For Rubin, this raises the questions like, “Who is the public?” and “Who gets to represent themselves as the interested public?”
Many post-industrial American cities are in the process of reclaiming their waterfronts and converting brownfield sites like English Station into assets, Rubin said. He suggested that the Mill River could become the “jewel” that anchors this section of the city.
Rubin acknowledges that the challenge here lies in inviting a broader public, including the people that live closest to the site itself, to engage with the history, the politics and the proposals that will shape the English Station site. As for the city’s role in the site’s development and questions of eminent domain, Rubin advocated for a realignment of the site’s ownership to accommodate the public interest.
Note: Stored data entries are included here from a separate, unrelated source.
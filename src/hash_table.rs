//! A fixed-capacity open-addressing slot table.
//!
//! [`HashTable<T>`] owns a single boxed array of [`Slot`]s and knows nothing
//! about keys or hash functions: every operation is handed the start slot
//! and stride of a probe sequence plus an equality predicate, much like a
//! raw table underneath a std-style map. Deleted entries leave a
//! [`Slot::Tombstone`] behind, and tombstones are only cleared when the whole
//! array is rebuilt by [`HashTable::resize`].

use alloc::boxed::Box;
use alloc::vec::Vec;
use core::fmt::Debug;

use crate::error::Error;

/// The state of a single slot in a [`HashTable`].
#[derive(Debug, Clone, PartialEq, Eq)]
pub enum Slot<T> {
    /// Never written since the array was allocated.
    Empty,
    /// Previously occupied, now deleted. Probes continue past it.
    Tombstone,
    /// Holds a live value.
    Occupied(T),
}

impl<T> Slot<T> {
    /// Returns `true` for [`Slot::Occupied`].
    pub fn is_occupied(&self) -> bool {
        matches!(self, Slot::Occupied(_))
    }

    fn into_occupied(self) -> Option<T> {
        match self {
            Slot::Occupied(value) => Some(value),
            _ => None,
        }
    }
}

/// What a probe is looking for.
#[derive(Debug, Clone, Copy, PartialEq, Eq)]
pub enum Intent {
    /// Find the slot holding a matching value, failing with
    /// [`Error::KeyNotFound`] if there is none.
    Lookup,
    /// Find the slot holding a matching value, or the slot a new value should
    /// be written to. Fails with [`Error::TableFull`] if there is neither.
    Insert,
}

/// A fixed-capacity table of slots probed by double hashing.
///
/// Callers supply the probe parameters for every operation, so the same
/// table can be driven by any pair of hash functions. See
/// [`HashMap`](crate::HashMap) for the keyed interface.
///
/// # Examples
///
/// ```rust
/// use step_hash::hash_table::HashTable;
/// use step_hash::hash_table::Intent;
///
/// let mut table: HashTable<(&str, i32)> = HashTable::with_capacity(5);
///
/// let index = table.probe(2, 2, |(k, _)| *k == "a", Intent::Insert).unwrap();
/// table.occupy(index, ("a", 1));
///
/// assert_eq!(table.find(2, 2, |(k, _)| *k == "a"), Some(&("a", 1)));
/// assert_eq!(table.len(), 1);
/// ```
#[derive(Clone)]
pub struct HashTable<T> {
    slots: Box<[Slot<T>]>,
    populated: usize,
    tombstones: usize,
}

impl<T: Debug> Debug for HashTable<T> {
    fn fmt(&self, f: &mut core::fmt::Formatter<'_>) -> core::fmt::Result {
        f.debug_struct("HashTable")
            .field("populated", &self.populated)
            .field("tombstones", &self.tombstones)
            .field("capacity", &self.capacity())
            .field("slots", &self.slots)
            .finish()
    }
}

impl<T> HashTable<T> {
    /// Creates a table of `capacity` empty slots.
    pub fn with_capacity(capacity: usize) -> Self {
        let mut slots = Vec::with_capacity(capacity);
        slots.resize_with(capacity, || Slot::Empty);
        HashTable {
            slots: slots.into_boxed_slice(),
            populated: 0,
            tombstones: 0,
        }
    }

    /// Returns the number of slots in the table.
    pub fn capacity(&self) -> usize {
        self.slots.len()
    }

    /// Returns the number of occupied slots.
    pub fn len(&self) -> usize {
        self.populated
    }

    /// Returns `true` if no slot is occupied.
    pub fn is_empty(&self) -> bool {
        self.populated == 0
    }

    /// Returns the number of tombstoned slots.
    pub fn tombstones(&self) -> usize {
        self.tombstones
    }

    /// Returns the slot at `index`, or `None` if `index` is out of bounds.
    pub fn slot(&self, index: usize) -> Option<&Slot<T>> {
        self.slots.get(index)
    }

    /// Walks the probe sequence `start, start + step, start + 2*step, ...`
    /// (modulo capacity) for at most `capacity` slots.
    ///
    /// - An occupied slot whose value satisfies `eq` resolves the probe.
    /// - An empty slot ends a [`Intent::Lookup`] with
    ///   [`Error::KeyNotFound`]. For [`Intent::Insert`] it resolves to the
    ///   first tombstone seen on the way, or to the empty slot itself.
    /// - Tombstones and non-matching values are skipped.
    ///
    /// When the budget runs out, an insert falls back to the first tombstone
    /// seen, otherwise it fails with [`Error::TableFull`]. A lookup fails with
    /// [`Error::KeyNotFound`].
    ///
    /// The sequence only covers every slot when `step` and the capacity are
    /// coprime; otherwise some slots are never visited.
    pub fn probe(
        &self,
        start: usize,
        step: usize,
        eq: impl Fn(&T) -> bool,
        intent: Intent,
    ) -> Result<usize, Error> {
        let capacity = self.capacity();
        if capacity == 0 {
            return Err(match intent {
                Intent::Lookup => Error::KeyNotFound,
                Intent::Insert => Error::TableFull,
            });
        }

        let step = step % capacity;
        let mut position = start % capacity;
        let mut first_tombstone = None;

        for _ in 0..capacity {
            match &self.slots[position] {
                Slot::Empty => {
                    return match intent {
                        Intent::Insert => Ok(first_tombstone.unwrap_or(position)),
                        Intent::Lookup => Err(Error::KeyNotFound),
                    };
                }
                Slot::Tombstone => {
                    first_tombstone.get_or_insert(position);
                }
                Slot::Occupied(value) if eq(value) => return Ok(position),
                Slot::Occupied(_) => {}
            }

            position = (position + step) % capacity;
        }

        match (intent, first_tombstone) {
            (Intent::Insert, Some(index)) => Ok(index),
            (Intent::Insert, None) => Err(Error::TableFull),
            (Intent::Lookup, _) => Err(Error::KeyNotFound),
        }
    }

    /// Returns a reference to the matching value along the probe sequence.
    pub fn find(&self, start: usize, step: usize, eq: impl Fn(&T) -> bool) -> Option<&T> {
        let index = self.probe(start, step, eq, Intent::Lookup).ok()?;
        self.get(index)
    }

    /// Returns a mutable reference to the matching value along the probe
    /// sequence.
    pub fn find_mut(
        &mut self,
        start: usize,
        step: usize,
        eq: impl Fn(&T) -> bool,
    ) -> Option<&mut T> {
        let index = self.probe(start, step, eq, Intent::Lookup).ok()?;
        self.get_mut(index)
    }

    /// Returns the value stored at `index`, if that slot is occupied.
    pub fn get(&self, index: usize) -> Option<&T> {
        match self.slots.get(index)? {
            Slot::Occupied(value) => Some(value),
            _ => None,
        }
    }

    /// Returns the value stored at `index` mutably, if that slot is occupied.
    pub fn get_mut(&mut self, index: usize) -> Option<&mut T> {
        match self.slots.get_mut(index)? {
            Slot::Occupied(value) => Some(value),
            _ => None,
        }
    }

    /// Writes `value` into the slot at `index` and returns whatever that slot
    /// held before.
    ///
    /// Writing over an empty or tombstoned slot adds one to [`len`]; writing
    /// over an occupied slot leaves it unchanged.
    ///
    /// # Panics
    ///
    /// Panics if `index` is out of bounds.
    ///
    /// [`len`]: HashTable::len
    pub fn occupy(&mut self, index: usize, value: T) -> Slot<T> {
        let previous = core::mem::replace(&mut self.slots[index], Slot::Occupied(value));
        match previous {
            Slot::Empty => self.populated += 1,
            Slot::Tombstone => {
                self.populated += 1;
                self.tombstones -= 1;
            }
            Slot::Occupied(_) => {}
        }
        previous
    }

    /// Replaces the occupied slot at `index` with a tombstone and returns its
    /// value. Returns `None` and changes nothing if the slot is not occupied.
    pub fn vacate(&mut self, index: usize) -> Option<T> {
        let slot = self.slots.get_mut(index)?;
        if !slot.is_occupied() {
            return None;
        }

        let value = core::mem::replace(slot, Slot::Tombstone).into_occupied();
        self.populated -= 1;
        self.tombstones += 1;
        value
    }

    /// Removes the matching value along the probe sequence, leaving a
    /// tombstone in its slot.
    pub fn remove(&mut self, start: usize, step: usize, eq: impl Fn(&T) -> bool) -> Option<T> {
        let index = self.probe(start, step, eq, Intent::Lookup).ok()?;
        self.vacate(index)
    }

    /// Resets every slot to empty without changing the capacity.
    pub fn clear(&mut self) {
        for slot in self.slots.iter_mut() {
            *slot = Slot::Empty;
        }
        self.populated = 0;
        self.tombstones = 0;
    }

    /// Moves every value into a fresh array of `capacity` slots.
    ///
    /// `params` returns the `(start, step)` of a value's probe sequence in the
    /// new array. Values are placed in the order of their current slots, each
    /// into the first free slot of its sequence; tombstones are dropped.
    ///
    /// The new layout is worked out before anything moves. If some value has
    /// no reachable free slot, this returns [`Error::TableFull`] and the table
    /// is left exactly as it was.
    pub fn resize(
        &mut self,
        capacity: usize,
        params: impl Fn(&T, usize) -> (usize, usize),
    ) -> Result<(), Error> {
        // Plan placements by old slot index so a failure moves nothing.
        let mut plan: HashTable<usize> = HashTable::with_capacity(capacity);
        for (index, slot) in self.slots.iter().enumerate() {
            if let Slot::Occupied(value) = slot {
                let (start, step) = params(value, capacity);
                let target = plan.probe(start, step, |_| false, Intent::Insert)?;
                plan.occupy(target, index);
            }
        }

        let mut old: Vec<Option<T>> = core::mem::take(&mut self.slots)
            .into_vec()
            .into_iter()
            .map(Slot::into_occupied)
            .collect();

        self.slots = plan
            .slots
            .into_vec()
            .into_iter()
            .map(|slot| match slot {
                Slot::Occupied(index) => old[index].take().map_or(Slot::Empty, Slot::Occupied),
                _ => Slot::Empty,
            })
            .collect();
        self.tombstones = 0;

        Ok(())
    }

    /// Returns an iterator over the values in slot order, along with their
    /// slot index.
    pub fn iter(&self) -> Iter<'_, T> {
        Iter {
            inner: self.slots.iter().enumerate(),
            remaining: self.populated,
        }
    }

    /// Returns an iterator over mutable references to the values in slot
    /// order.
    pub fn iter_mut(&mut self) -> IterMut<'_, T> {
        IterMut {
            inner: self.slots.iter_mut(),
            remaining: self.populated,
        }
    }
}

/// An iterator over the occupied slots of a [`HashTable`], yielding
/// `(index, &value)` in slot order.
pub struct Iter<'a, T> {
    inner: core::iter::Enumerate<core::slice::Iter<'a, Slot<T>>>,
    remaining: usize,
}

impl<'a, T> Iterator for Iter<'a, T> {
    type Item = (usize, &'a T);

    fn next(&mut self) -> Option<Self::Item> {
        if self.remaining == 0 {
            return None;
        }

        for (index, slot) in self.inner.by_ref() {
            if let Slot::Occupied(value) = slot {
                self.remaining -= 1;
                return Some((index, value));
            }
        }
        None
    }

    fn size_hint(&self) -> (usize, Option<usize>) {
        (self.remaining, Some(self.remaining))
    }
}

impl<T> ExactSizeIterator for Iter<'_, T> {}

/// A mutable iterator over the occupied slots of a [`HashTable`].
pub struct IterMut<'a, T> {
    inner: core::slice::IterMut<'a, Slot<T>>,
    remaining: usize,
}

impl<'a, T> Iterator for IterMut<'a, T> {
    type Item = &'a mut T;

    fn next(&mut self) -> Option<Self::Item> {
        if self.remaining == 0 {
            return None;
        }

        for slot in self.inner.by_ref() {
            if let Slot::Occupied(value) = slot {
                self.remaining -= 1;
                return Some(value);
            }
        }
        None
    }

    fn size_hint(&self) -> (usize, Option<usize>) {
        (self.remaining, Some(self.remaining))
    }
}

impl<T> ExactSizeIterator for IterMut<'_, T> {}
“I know this flies in the face of the American way or private property and other stuff,” Rubin said. “But I don’t think that these two private owners should own the law. I think that this should be used as a case study in environmental remediation and returning land into public use.”
One major aspect of the heritage of industry according to Rubin is environmental health hazards, and the impacts of these hazards are not distributed equally in the city. It affects the people who live nearby. There are industrial and power generating areas that are distinct from the wealthier areas of the city. He posited that there is a reason why the ritzier Prospect Hill is Prospect Hill, and there’s a reason why the areas near the Mill River are the way they are.
“One of the first things I would do right away is to light English Station at night, and to let people see it,” Rubin said. “And to allow the building to become the kind of a landmark or beacon that it really could be.”